Skip to main content

Ischemic Stroke

"last update: 9 May 2024"  

- Implementation considerations

In this section key recommendations are provided to guide the funding, planning and delivery of services along the entire pathway of stroke care. These recommendations will not provide the anticipated benefits for people with stroke unless organisations that plan and deliver health and social care fully support their implementation.

Recommendations:

1. Comprehensive stroke services should include the whole stroke pathway from prevention (including neurovascular services) through pre-hospital and acute care, early rehabilitation, secondary prevention, early supported discharge, community rehabilitation, systematic follow-up, palliative care and long-term support.

2. A public education and professional training strategy should be developed and implemented to ensure that the public and emergency personnel (e.g. staff in emergency call centres) can recognise when a person has a suspected stroke or TIA and respond appropriately. This should be implemented in such a way that it can be formally evaluated.

3. Along the pathway of stroke care, there should be protocols between healthcare providers and social services that enable seamless and safe transfers of care without delay.

4. The provision of comprehensive acute stroke services may require the development of hub-and-spoke models of care (where a few hospitals in a region are designated to provide the hyperacute care for all patients), or telemedicine networks and other forms of cross-site working.
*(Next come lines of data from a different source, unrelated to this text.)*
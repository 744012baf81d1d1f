//! Value formats for stored responses.

use bytes::Bytes;
use shelter_core::{FetchResponse, Raw};
use thiserror::Error;

#[derive(Error, Debug)]
pub enum FormatError {
    #[error(transparent)]
    Serialize(Box<dyn std::error::Error + Send + Sync>),

    #[error(transparent)]
    Deserialize(Box<dyn std::error::Error + Send + Sync>),
}

/// Encodes response snapshots to and from raw bytes.
pub trait Format: Send + Sync {
    fn serialize(&self, value: &FetchResponse) -> Result<Raw, FormatError>;

    fn deserialize(&self, data: &Raw) -> Result<FetchResponse, FormatError>;

    /// Short name used in logs.
    fn name(&self) -> &'static str;
}

#[derive(Debug, Clone, Copy, Default)]
pub struct JsonFormat;

impl Format for JsonFormat {
    fn serialize(&self, value: &FetchResponse) -> Result<Raw, FormatError> {
        serde_json::to_vec(value)
            .map(Bytes::from)
            .map_err(|error| FormatError::Serialize(Box::new(error)))
    }

    fn deserialize(&self, data: &Raw) -> Result<FetchResponse, FormatError> {
        serde_json::from_slice(data).map_err(|error| FormatError::Deserialize(Box::new(error)))
    }

    fn name(&self) -> &'static str {
        "json"
    }
}
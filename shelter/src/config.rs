//! Worker configuration.
//!
//! A [`WorkerConfig`] is usually read from YAML:
//!
//! ```
//! use shelter::WorkerConfig;
//!
//! let config = WorkerConfig::from_yaml(r#"
//! scope: https://app.example/
//! version: v3
//! precache:
//!   - /
//!   - /index.html
//!   - /app.css
//! routes:
//!   revalidate:
//!     - ^/api/feed
//! revalidate_warn_after: 10s
//! "#).unwrap();
//!
//! assert_eq!(config.generation_names().static_name, "v3-static");
//! assert_eq!(config.manifest().unwrap().len(), 3);
//! ```

use std::time::Duration;

use serde::{Deserialize, Serialize};
use smol_str::SmolStr;
use url::Url;

use crate::error::ConfigError;
use crate::generation::GenerationNames;

/// Everything the worker needs to know about the host application.
#[derive(Debug, Clone, Serialize, Deserialize, PartialEq)]
pub struct WorkerConfig {
    /// Base URL that scope-relative manifest entries resolve against.
    pub scope: Url,
    /// Deployment version. Changing it invalidates every older generation.
    pub version: SmolStr,
    /// Assets to pre-cache at install time, absolute or scope-relative.
    #[serde(default)]
    pub precache: Vec<String>,
    /// Document served when a navigation fails with nothing cached.
    #[serde(default = "default_offline_fallback")]
    pub offline_fallback: String,
    /// Request classification rules.
    #[serde(default)]
    pub routes: RouteConfig,
    /// Ask the host to activate right after install.
    #[serde(default = "default_skip_waiting")]
    pub skip_waiting_on_install: bool,
    /// Log background refreshes that run longer than this. They are never
    /// cancelled.
    #[serde(default, with = "humantime_serde")]
    pub revalidate_warn_after: Option<Duration>,
}

/// Request classification rules, see [`RouteRules`](crate::selector::RouteRules).
#[derive(Debug, Clone, Serialize, Deserialize, PartialEq)]
pub struct RouteConfig {
    /// Path extensions of static assets (style sheets, scripts, fonts).
    #[serde(default = "default_static_extensions")]
    pub static_extensions: Vec<String>,
    /// Hosts serving static assets only (font providers, CDNs).
    #[serde(default = "default_asset_origins")]
    pub asset_origins: Vec<String>,
    /// Path regexes served stale-while-revalidate.
    #[serde(default)]
    pub revalidate: Vec<String>,
}

impl Default for RouteConfig {
    fn default() -> Self {
        Self {
            static_extensions: default_static_extensions(),
            asset_origins: default_asset_origins(),
            revalidate: Vec::new(),
        }
    }
}

fn default_offline_fallback() -> String {
    "/index.html".to_owned()
}

fn default_skip_waiting() -> bool {
    true
}

fn default_static_extensions() -> Vec<String> {
    [".css", ".js", ".mjs", ".woff", ".woff2", ".ttf"]
        .into_iter()
        .map(String::from)
        .collect()
}

fn default_asset_origins() -> Vec<String> {
    [
        "fonts.googleapis.com",
        "fonts.gstatic.com",
        "cdn.jsdelivr.net",
        "cdnjs.cloudflare.com",
        "unpkg.com",
    ]
    .into_iter()
    .map(String::from)
    .collect()
}

impl WorkerConfig {
    /// Creates a configuration with default routes and no pre-cached assets.
    pub fn new(scope: Url, version: impl Into<SmolStr>) -> Self {
        Self {
            scope,
            version: version.into(),
            precache: Vec::new(),
            offline_fallback: default_offline_fallback(),
            routes: RouteConfig::default(),
            skip_waiting_on_install: default_skip_waiting(),
            revalidate_warn_after: None,
        }
    }

    /// Parses a YAML document.
    pub fn from_yaml(yaml: &str) -> Result<Self, ConfigError> {
        serde_saphyr::from_str(yaml).map_err(|error| ConfigError::Parse(error.to_string()))
    }

    /// Sets the pre-cache manifest.
    pub fn precache<I, S>(mut self, entries: I) -> Self
    where
        I: IntoIterator<Item = S>,
        S: Into<String>,
    {
        self.precache = entries.into_iter().map(Into::into).collect();
        self
    }

    /// Sets the offline fallback document.
    pub fn offline_fallback(mut self, entry: impl Into<String>) -> Self {
        self.offline_fallback = entry.into();
        self
    }

    /// Sets the classification rules.
    pub fn routes(mut self, routes: RouteConfig) -> Self {
        self.routes = routes;
        self
    }

    /// Names of the current static and dynamic generations.
    pub fn generation_names(&self) -> GenerationNames {
        GenerationNames::for_version(&self.version)
    }

    /// The pre-cache manifest resolved against the scope, in order.
    pub fn manifest(&self) -> Result<Vec<Url>, ConfigError> {
        self.precache.iter().map(|entry| self.resolve(entry)).collect()
    }

    /// The offline fallback document resolved against the scope.
    pub fn offline_fallback_url(&self) -> Result<Url, ConfigError> {
        self.resolve(&self.offline_fallback)
    }

    fn resolve(&self, entry: &str) -> Result<Url, ConfigError> {
        self.scope.join(entry).map_err(|source| ConfigError::Url {
            url: entry.to_owned(),
            source,
        })
    }
}
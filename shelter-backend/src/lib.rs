//! Traits and structs for shelter backend interaction.
//!
//! A backend stores any number of named *generations*. Each generation maps a
//! [`CacheKey`](shelter_core::CacheKey) to a serialized response. If you want
//! to implement your own storage, you are in the right place.
mod backend;
mod error;
pub mod format;

pub use backend::{Backend, BackendResult, CacheBackend};
pub use error::BackendError;
pub use format::{Format, FormatError, JsonFormat};

/// Status of deleting result.
#[derive(Debug, PartialEq, Eq)]
pub enum DeleteStatus {
    /// Record successfully deleted.
    Deleted(u32),
    /// Record already missing.
    Missing,
}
5.The optimal disposition of acute stroke services will depend on the geography of the area served, with the objective of delivering the maximum number of time-critical treatments to the greatest number of people with stroke.

6. A public education and professional training strategy should be developed and implemented to ensure that the public and emergency personnel (e.g. staff in emergency call centres) can recognise when a person has a suspected stroke or TIA and respond appropriately. This should be implemented in such a way that it can be formally evaluated.

7.  Healthcare providers should enact all the secondary stroke prevention measures recommended in this guideline. Effective secondary prevention should be assured through a process of regular audit and monitoring.

8. Healthcare authorities should play an active role in promoting secondary vascular prevention, which is a public health issue as well as being relevant to the individual person with stroke.

9. Stroke rehabilitation services should be provided to reduce limitation in activities, increase participation and improve the quality of life of people with stroke using therapeutic and adaptive strategies.